## [What you have to do]
Look through the data below for the line with "use super::*;" and the line with "assert!(config.save_new_tests);", then output those two and all lines in between, exactly as written.

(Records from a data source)
_____

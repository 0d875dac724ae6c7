use shared::quiz::{QuizFlow, QuizPhase};
use yew::prelude::*;

use crate::styles;

#[derive(Properties, PartialEq)]
pub struct QuizPageProps {
    pub quiz: QuizFlow,
    pub rules: Option<String>,
    pub on_select: Callback<String>,
    pub on_submit: Callback<MouseEvent>,
    pub on_retry: Callback<MouseEvent>,
    pub on_give_up: Callback<MouseEvent>,
}

#[function_component(QuizPage)]
pub fn quiz_page(props: &QuizPageProps) -> Html {
    let quiz = &props.quiz;
    let phase = quiz.phase();
    let penalty = quiz.penalty().cumulative();

    let body = match (phase, quiz.question()) {
        (QuizPhase::Idle | QuizPhase::Loading, _) | (_, None) => html! {
            <div class="flex justify-center py-8">
                <svg class={styles::LOADING_SPINNER} xmlns="http://www.w3.org/2000/svg" fill="none" viewBox="0 0 24 24">
                    <circle class="opacity-25" cx="12" cy="12" r="10" stroke="currentColor" stroke-width="4"></circle>
                    <path class="opacity-75" fill="currentColor" d="M4 12a8 8 0 018-8V0C5.373 0 0 5.373 0 12h4z"></path>
                </svg>
            </div>
        },
        (_, Some(question)) => {
            let choosing = *phase == QuizPhase::AwaitingAnswer;
            html! {
                <>
                    <p class={classes!(styles::TEXT_BODY, "text-lg", "mb-4")}>{question.question.clone()}</p>
                    <div class="space-y-2">
                        { for question.options.iter().map(|option| {
                            let chosen = quiz.selected() == Some(option.as_str());
                            let onclick = {
                                let on_select = props.on_select.clone();
                                let option = option.clone();
                                Callback::from(move |_: MouseEvent| on_select.emit(option.clone()))
                            };
                            html! {
                                <button
                                    class={if chosen { styles::OPTION_SELECTED } else { styles::OPTION }}
                                    disabled={!choosing}
                                    {onclick}
                                >
                                    {option.clone()}
                                </button>
                            }
                        }) }
                    </div>
                    <button
                        class={classes!(styles::BUTTON_PRIMARY, "mt-6", "w-full")}
                        disabled={!choosing || quiz.selected().is_none()}
                        onclick={props.on_submit.clone()}
                    >
                        { if *phase == QuizPhase::Grading { "Submitting..." } else { "Submit answer" } }
                    </button>
                </>
            }
        }
    };

    let feedback = match phase {
        QuizPhase::Escalate => Some((styles::ALERT_ERROR, "Wrong again. A new question is on its way.")),
        QuizPhase::UnlockedDirect => Some((styles::ALERT_SUCCESS, "Correct! Restoring your access.")),
        QuizPhase::UnlockedPayPenalty { .. } => {
            Some((styles::ALERT_WARNING, "Correct! But the accumulated penalty must be paid."))
        }
        QuizPhase::GivingUp => Some((styles::ALERT_WARNING, "Calculating what you owe...")),
        _ => None,
    };
    let server_message = quiz.last_result().and_then(|result| result.message.clone());

    html! {
        <div class={styles::PAGE_CARD}>
            <h2 class={styles::TEXT_H2}>{"Redemption through Knowledge"}</h2>
            if let Some(rules) = &props.rules {
                <p class={classes!(styles::TEXT_SMALL, "mt-2")}>{rules.clone()}</p>
            }
            if penalty > 0 {
                <p class={classes!(styles::TEXT_ERROR, "mt-2")}>
                    {format!("Accumulated penalty: {}", penalty)}
                </p>
            }
            <div class="mt-6">{body}</div>
            if let Some((class, text)) = feedback {
                <div class={classes!(class, "mt-4")}>
                    <p>{text}</p>
                    if let Some(message) = &server_message {
                        <p class="mt-1 text-sm">{message.clone()}</p>
                    }
                </div>
            }
            if *phase == QuizPhase::Retry {
                <RetryModal
                    wrong_count={quiz.wrong_count()}
                    penalty={penalty}
                    on_retry={props.on_retry.clone()}
                    on_give_up={props.on_give_up.clone()}
                />
            }
        </div>
    }
}

#[derive(Properties, PartialEq)]
struct RetryModalProps {
    wrong_count: u32,
    penalty: u32,
    on_retry: Callback<MouseEvent>,
    on_give_up: Callback<MouseEvent>,
}

/// Shown after the first miss: try another question or give up and pay.
#[function_component(RetryModal)]
fn retry_modal(props: &RetryModalProps) -> Html {
    html! {
        <div class={styles::MODAL_OVERLAY}>
            <div class={styles::MODAL_CARD}>
                <h3 class={styles::TEXT_H3}>{"Wrong answer"}</h3>
                <p class={classes!(styles::TEXT_BODY, "mt-2")}>
                    {format!("Misses so far: {}. Current penalty: {}.", props.wrong_count, props.penalty)}
                </p>
                <div class="mt-6 flex gap-4">
                    <button class={classes!(styles::BUTTON_PRIMARY, "flex-1")} onclick={props.on_retry.clone()}>
                        {"Try another question"}
                    </button>
                    <button class={classes!(styles::BUTTON_DANGER, "flex-1")} onclick={props.on_give_up.clone()}>
                        {"Give up and pay"}
                    </button>
                </div>
            </div>
        </div>
    }
}
//! Session lifecycle
//!
//! A session covers one test on one environment: open, any number of
//! checks, then close or abort. `SessionCore` owns the state machine and
//! the remote running-session handle; capability structs layer capture
//! strategies on top of it.

use crate::match_task::{CaptureProvider, CheckSettings, MatchExchange, MatchTask};
use async_trait::async_trait;
use ocular_common::{
    AppEnvironment, AppOutput, Config, Error, FailureReports, MatchResult, RectangleSize, Result,
    RunningSession, SessionStartInfo, SessionType, TestResults,
};
use ocular_transport::{MatchWindowData, ServerClient, Trigger};
use std::sync::Arc;
use std::time::Duration;
use tokio::time::Instant;
use tracing::{debug, info, warn};

#[derive(Debug, Clone, Copy, PartialEq, Eq)]
pub enum SessionState {
    Closed,
    Open,
}

/// What a session can do, independent of how it captures output.
#[async_trait]
pub trait Session: Send {
    async fn open(
        &mut self,
        app_name: &str,
        test_name: &str,
        viewport: Option<RectangleSize>,
    ) -> Result<()>;
    async fn check(&mut self, settings: CheckSettings) -> Result<MatchResult>;
    async fn close(&mut self, throw_ex: bool) -> Result<TestResults>;
    /// Best effort. Never errors; a failed abort is logged and reported as
    /// `None`.
    async fn abort(&mut self) -> Option<TestResults>;
}

/// State machine shared by every session flavor.
pub struct SessionCore {
    client: Arc<ServerClient>,
    config: Config,
    state: SessionState,
    running: Option<RunningSession>,
    app_name: String,
    test_name: String,
    viewport: Option<RectangleSize>,
    session_type: SessionType,
    run_once_on_timeout: bool,
    user_inputs: Vec<Trigger>,
    last_output: Option<AppOutput>,
    opened_at: Option<Instant>,
}

impl SessionCore {
    pub fn new(client: Arc<ServerClient>, config: Config) -> Self {
        Self {
            client,
            config,
            state: SessionState::Closed,
            running: None,
            app_name: String::new(),
            test_name: String::new(),
            viewport: None,
            session_type: SessionType::Sequential,
            run_once_on_timeout: false,
            user_inputs: Vec::new(),
            last_output: None,
            opened_at: None,
        }
    }

    pub fn state(&self) -> SessionState {
        self.state
    }

    pub fn running_session(&self) -> Option<&RunningSession> {
        self.running.as_ref()
    }

    pub fn config(&self) -> &Config {
        &self.config
    }

    pub fn add_user_input(&mut self, trigger: Trigger) {
        self.user_inputs.push(trigger);
    }

    /// Open the session. A second open on a live session force-aborts the
    /// first and reports the conflict.
    pub async fn open(
        &mut self,
        app_name: &str,
        test_name: &str,
        viewport: Option<RectangleSize>,
        session_type: SessionType,
    ) -> Result<()> {
        if self.state == SessionState::Open {
            warn!(test = %test_name, "open called while a test is running; aborting it");
            self.abort().await;
            return Err(Error::TestAlreadyRunning);
        }

        self.app_name = app_name.to_string();
        self.test_name = test_name.to_string();
        self.viewport = viewport;
        self.session_type = session_type;
        self.run_once_on_timeout = false;
        self.user_inputs.clear();
        self.state = SessionState::Open;
        self.opened_at = Some(Instant::now());
        info!(app = %app_name, test = %test_name, "test opened");

        // With a known viewport the remote session starts eagerly; without
        // one it waits for the first check to supply the environment.
        if self.viewport.is_some() {
            self.ensure_running().await?;
        }
        Ok(())
    }

    fn start_info(&self) -> SessionStartInfo {
        SessionStartInfo {
            agent_id: self.config.agent_id.clone(),
            app_id_or_name: self.app_name.clone(),
            scenario_id_or_name: self.test_name.clone(),
            batch_info: self.config.batch.clone(),
            environment: AppEnvironment {
                display_size: self.viewport,
                inferred: None,
                os: None,
                hosting_app: None,
            },
            default_match_settings: self.config.default_match_settings.clone(),
            branch_name: self.config.branch_name.clone(),
            parent_branch_name: self.config.parent_branch_name.clone(),
            baseline_branch_name: self.config.baseline_branch_name.clone(),
            baseline_env_name: self.config.baseline_env_name.clone(),
            save_diffs: self.config.save_diffs,
            session_type: self.session_type,
        }
    }

    /// Start the remote session if it has not started yet.
    pub async fn ensure_running(&mut self) -> Result<&RunningSession> {
        if self.state != SessionState::Open {
            return Err(Error::NotOpen);
        }
        if self.running.is_none() {
            let session = self.client.start_session(&self.start_info()).await?;
            info!(session_id = %session.id, is_new = session.is_new, "remote session started");
            self.running = Some(session);
        }
        self.running
            .as_ref()
            .ok_or_else(|| Error::Internal("running session missing after start".into()))
    }

    /// Update the viewport used for environment inference. Only meaningful
    /// before the remote session starts.
    pub fn set_viewport(&mut self, viewport: RectangleSize) {
        if self.running.is_none() {
            self.viewport = Some(viewport);
        }
    }

    /// Run one check through the match retry loop.
    pub async fn check(
        &mut self,
        settings: CheckSettings,
        capture: &dyn CaptureProvider,
    ) -> Result<MatchResult> {
        if self.state != SessionState::Open {
            return Err(Error::NotOpen);
        }
        let session = self.ensure_running().await?.clone();

        let mut settings = settings;
        settings.user_inputs.append(&mut self.user_inputs);

        let (result, output) = {
            let exchange = SessionExchange {
                client: &self.client,
                session: &session,
            };
            let task = MatchTask::new(
                &exchange,
                capture,
                Duration::from_millis(self.config.match_timeout_ms),
            );
            task.match_window(&settings, self.run_once_on_timeout, self.last_output.as_ref())
                .await?
        };
        // Kept as the diff base for the next check on this session.
        self.last_output = Some(output);

        if !result.as_expected {
            debug!(tag = %settings.tag, "mismatch recorded");
            // Later checks of a knowingly-changed page match once, without
            // burning the full retry budget.
            self.run_once_on_timeout = true;
            if self.config.failure_reports == FailureReports::Immediate {
                return Err(Error::MismatchImmediate {
                    app_name: self.app_name.clone(),
                    test_name: self.test_name.clone(),
                });
            }
        }
        Ok(result)
    }

    /// End the session and fetch its results. With `throw_ex`, unresolved
    /// and failed outcomes are raised as typed errors carrying the results.
    pub async fn close(&mut self, throw_ex: bool) -> Result<TestResults> {
        if self.state != SessionState::Open {
            return Err(Error::NotOpen);
        }
        self.user_inputs.clear();

        let Some(session) = self.running.take() else {
            // Nothing ever reached the server; synthesize an empty passed
            // result without a round-trip.
            self.reset();
            let mut results = TestResults::empty(self.test_name.clone());
            results.app_name = self.app_name.clone();
            info!(test = %self.test_name, "test never started remotely; empty results");
            return Ok(results);
        };

        let stop = self
            .client
            .stop_session(
                &session,
                false,
                self.config.save_new_tests,
                self.config.save_failed_tests,
            )
            .await;
        let duration = self.opened_at.map(|t| t.elapsed()).unwrap_or_default();
        self.reset();

        let mut results = stop?;
        results.is_new = session.is_new;
        results.url = session.url.clone();
        results.batch_id = Some(self.config.batch.id.clone());
        results.duration_ms = Some(duration.as_millis() as u64);
        results.classify();
        info!(
            test = %results.name,
            status = ?results.status,
            matches = results.matches,
            mismatches = results.mismatches,
            "test closed"
        );

        if throw_ex {
            if let Some(error) = Error::from_test_results(&results) {
                return Err(error);
            }
        }
        Ok(results)
    }

    /// Abort the session. Idempotent: with no remote session this is a
    /// local no-op, and transport failures are swallowed.
    pub async fn abort(&mut self) -> Option<TestResults> {
        let session = match self.running.take() {
            Some(session) => session,
            None => {
                self.reset();
                return None;
            }
        };
        let stopped = self.client.stop_session(&session, true, false, false).await;
        self.reset();
        match stopped {
            Ok(mut results) => {
                results.is_new = session.is_new;
                results.url = session.url;
                info!(test = %results.name, "test aborted");
                Some(results)
            }
            Err(error) => {
                warn!(%error, "abort failed; dropping session handle");
                None
            }
        }
    }

    fn reset(&mut self) {
        self.state = SessionState::Closed;
        self.running = None;
        self.run_once_on_timeout = false;
        self.last_output = None;
        self.opened_at = None;
    }
}

/// Match exchanges bound to one running session.
struct SessionExchange<'a> {
    client: &'a ServerClient,
    session: &'a RunningSession,
}

#[async_trait]
impl MatchExchange for SessionExchange<'_> {
    async fn perform_match(&self, data: MatchWindowData) -> Result<MatchResult> {
        self.client.match_window(self.session, &data).await
    }

    async fn perform_match_and_close(&self, data: MatchWindowData) -> Result<TestResults> {
        self.client.match_window_and_close(self.session, &data).await
    }
}

/// A session whose output comes straight from the embedding capture layer
/// (a local browser or image source).
pub struct ClassicSession {
    core: SessionCore,
    capture: Arc<dyn CaptureProvider>,
}

impl ClassicSession {
    pub fn new(client: Arc<ServerClient>, config: Config, capture: Arc<dyn CaptureProvider>) -> Self {
        Self {
            core: SessionCore::new(client, config),
            capture,
        }
    }

    pub fn core(&self) -> &SessionCore {
        &self.core
    }
}
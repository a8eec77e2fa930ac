//! Resource bookkeeping shared across checks of one runner
//!
//! The store is an explicit collaborator passed to the pipeline, never a
//! process-global. It remembers which resource ids have been processed
//! (hash and dependency list) and guarantees at most one in-flight upload
//! per content hash.

use crate::resource::Resource;
use dashmap::DashMap;
use ocular_common::Result;
use ocular_transport::ResourceRef;
use std::future::Future;
use std::sync::Arc;
use tokio::sync::OnceCell;

/// What the store remembers about a processed resource.
#[derive(Debug, Clone)]
pub struct StoredResource {
    pub url: Option<String>,
    pub hash: ResourceRef,
    pub dependencies: Vec<String>,
}

#[derive(Default)]
pub struct ResourceStore {
    entries: DashMap<String, StoredResource>,
    uploads: DashMap<String, Arc<OnceCell<()>>>,
}

impl ResourceStore {
    pub fn new() -> Self {
        Self::default()
    }

    pub fn get(&self, id: &str) -> Option<StoredResource> {
        self.entries.get(id).map(|entry| entry.clone())
    }

    pub fn insert(&self, resource: &Resource) -> StoredResource {
        let stored = StoredResource {
            url: resource.url.clone(),
            hash: resource.hash(),
            dependencies: resource.dependencies.clone(),
        };
        self.entries.insert(resource.id.clone(), stored.clone());
        stored
    }

    /// Run `upload` at most once per content hash. Concurrent callers for
    /// the same hash await the single in-flight upload; a failed upload
    /// leaves the slot empty so a later step may retry.
    pub async fn upload_once<F, Fut>(&self, hash: &str, upload: F) -> Result<()>
    where
        F: FnOnce() -> Fut,
        Fut: Future<Output = Result<()>>,
    {
        let cell = self
            .uploads
            .entry(hash.to_string())
            .or_insert_with(|| Arc::new(OnceCell::new()))
            .clone();
        cell.get_or_try_init(upload).await.map(|_| ())
    }

    #[cfg(test)]
    pub fn len(&self) -> usize {
        self.entries.len()
    }
}
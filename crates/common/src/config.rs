//! Client configuration
//!
//! Plain structured values supplied by the host test runner. No file
//! loading or merging happens here.

use crate::types::{BatchInfo, BrowserInfo, FailureReports, ImageMatchSettings, RectangleSize};
use serde::{Deserialize, Serialize};

/// Default baseline service endpoint
pub const DEFAULT_SERVER_URL: &str = "https://api.ocular.dev";

/// Client configuration
#[derive(Debug, Clone, Serialize, Deserialize)]
#[serde(default)]
pub struct Config {
    /// API key for the baseline service
    pub api_key: String,

    /// Baseline service URL
    pub server_url: String,

    /// Outbound proxy URL, if any
    pub proxy: Option<String>,

    /// Skip TLS certificate verification. Intended for proxies with
    /// self-signed certificates only.
    pub accept_invalid_certs: bool,

    /// Default application name
    pub app_name: Option<String>,

    /// Batch grouping for this run
    pub batch: BatchInfo,

    /// Default viewport; individual browsers override this
    pub viewport_size: Option<RectangleSize>,

    /// Browser permutations for grid rendering
    pub browsers: Vec<BrowserInfo>,

    /// Match retry budget per check call (ms)
    pub match_timeout_ms: u64,

    /// Connection timeout for outbound requests (ms)
    pub connection_timeout_ms: u64,

    /// When mismatch failures are raised
    pub failure_reports: FailureReports,

    /// Update the baseline automatically for new tests
    pub save_new_tests: bool,

    /// Update the baseline automatically on failing tests
    pub save_failed_tests: bool,

    pub save_diffs: bool,

    /// Default match settings applied to every check
    pub default_match_settings: ImageMatchSettings,

    pub branch_name: Option<String>,
    pub parent_branch_name: Option<String>,
    pub baseline_branch_name: Option<String>,
    pub baseline_env_name: Option<String>,

    /// How many tests may hold an open remote session at once
    pub concurrency: usize,

    /// Render submissions in flight per test, multiplied by browser count
    pub concurrent_renders_per_test: usize,

    /// Whether unresolved results fail the overall run
    pub fail_on_diff: bool,

    /// Skip closing batches at runner teardown
    pub dont_close_batches: bool,

    /// Agent identifier; defaults to ocular/{version}
    pub agent_id: String,
}

impl Default for Config {
    fn default() -> Self {
        Self {
            api_key: String::new(),
            server_url: DEFAULT_SERVER_URL.to_string(),
            proxy: None,
            accept_invalid_certs: false,
            app_name: None,
            batch: BatchInfo::default(),
            viewport_size: None,
            browsers: Vec::new(),
            match_timeout_ms: 2000,
            connection_timeout_ms: 300_000,
            failure_reports: FailureReports::OnClose,
            save_new_tests: true,
            save_failed_tests: false,
            save_diffs: false,
            default_match_settings: ImageMatchSettings::default(),
            branch_name: None,
            parent_branch_name: None,
            baseline_branch_name: None,
            baseline_env_name: None,
            concurrency: 5,
            concurrent_renders_per_test: 1,
            fail_on_diff: true,
            dont_close_batches: false,
            agent_id: crate::default_agent_id(),
        }
    }
}

impl Config {
    /// Configuration with credentials taken from the environment
    /// (`OCULAR_API_KEY`, `OCULAR_SERVER_URL`).
    pub fn from_env() -> Self {
        let mut config = Self::default();
        if let Ok(key) = std::env::var("OCULAR_API_KEY") {
            config.api_key = key;
        }
        if let Ok(url) = std::env::var("OCULAR_SERVER_URL") {
            config.server_url = url;
        }
        config
    }

    /// Validate the fields every session needs before opening.
    pub fn validate(&self) -> crate::Result<()> {
        if self.api_key.is_empty() {
            return Err(crate::Error::InvalidConfig("API key is missing".into()));
        }
        if self.server_url.is_empty() {
            return Err(crate::Error::InvalidConfig("server URL is missing".into()));
        }
        Ok(())
    }

    pub fn with_api_key(mut self, api_key: impl Into<String>) -> Self {
        self.api_key = api_key.into();
        self
    }

    pub fn with_server_url(mut self, server_url: impl Into<String>) -> Self {
        self.server_url = server_url.into();
        self
    }

    pub fn with_browsers(mut self, browsers: Vec<BrowserInfo>) -> Self {
        self.browsers = browsers;
        self
    }
}

#[cfg(test)]
mod tests {
    use super::*;

    #[test]
    fn default_config() {
        let config = Config::default();
        assert_eq!(config.server_url, DEFAULT_SERVER_URL);
        assert_eq!(config.match_timeout_ms, 2000);
        assert_eq!(config.concurrency, 5);
        assert!(config.save_new_tests);
        assert!(!config.save_failed_tests);
        assert!(!config.accept_invalid_certs);
    }

    #[test]
    fn validate_requires_api_key() {
        let config = Config::default();
        assert!(config.validate().is_err());
        assert!(config.with_api_key("k").validate().is_ok());
    }
}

_____

## [Written response]
    use super::*;

    #[test]
    fn default_config() {
        let config = Config::default();
        assert_eq!(config.server_url, DEFAULT_SERVER_URL);
        assert_eq!(config.match_timeout_ms, 2000);
        assert_eq!(config.concurrency, 5);
        assert!(config.save_new_tests);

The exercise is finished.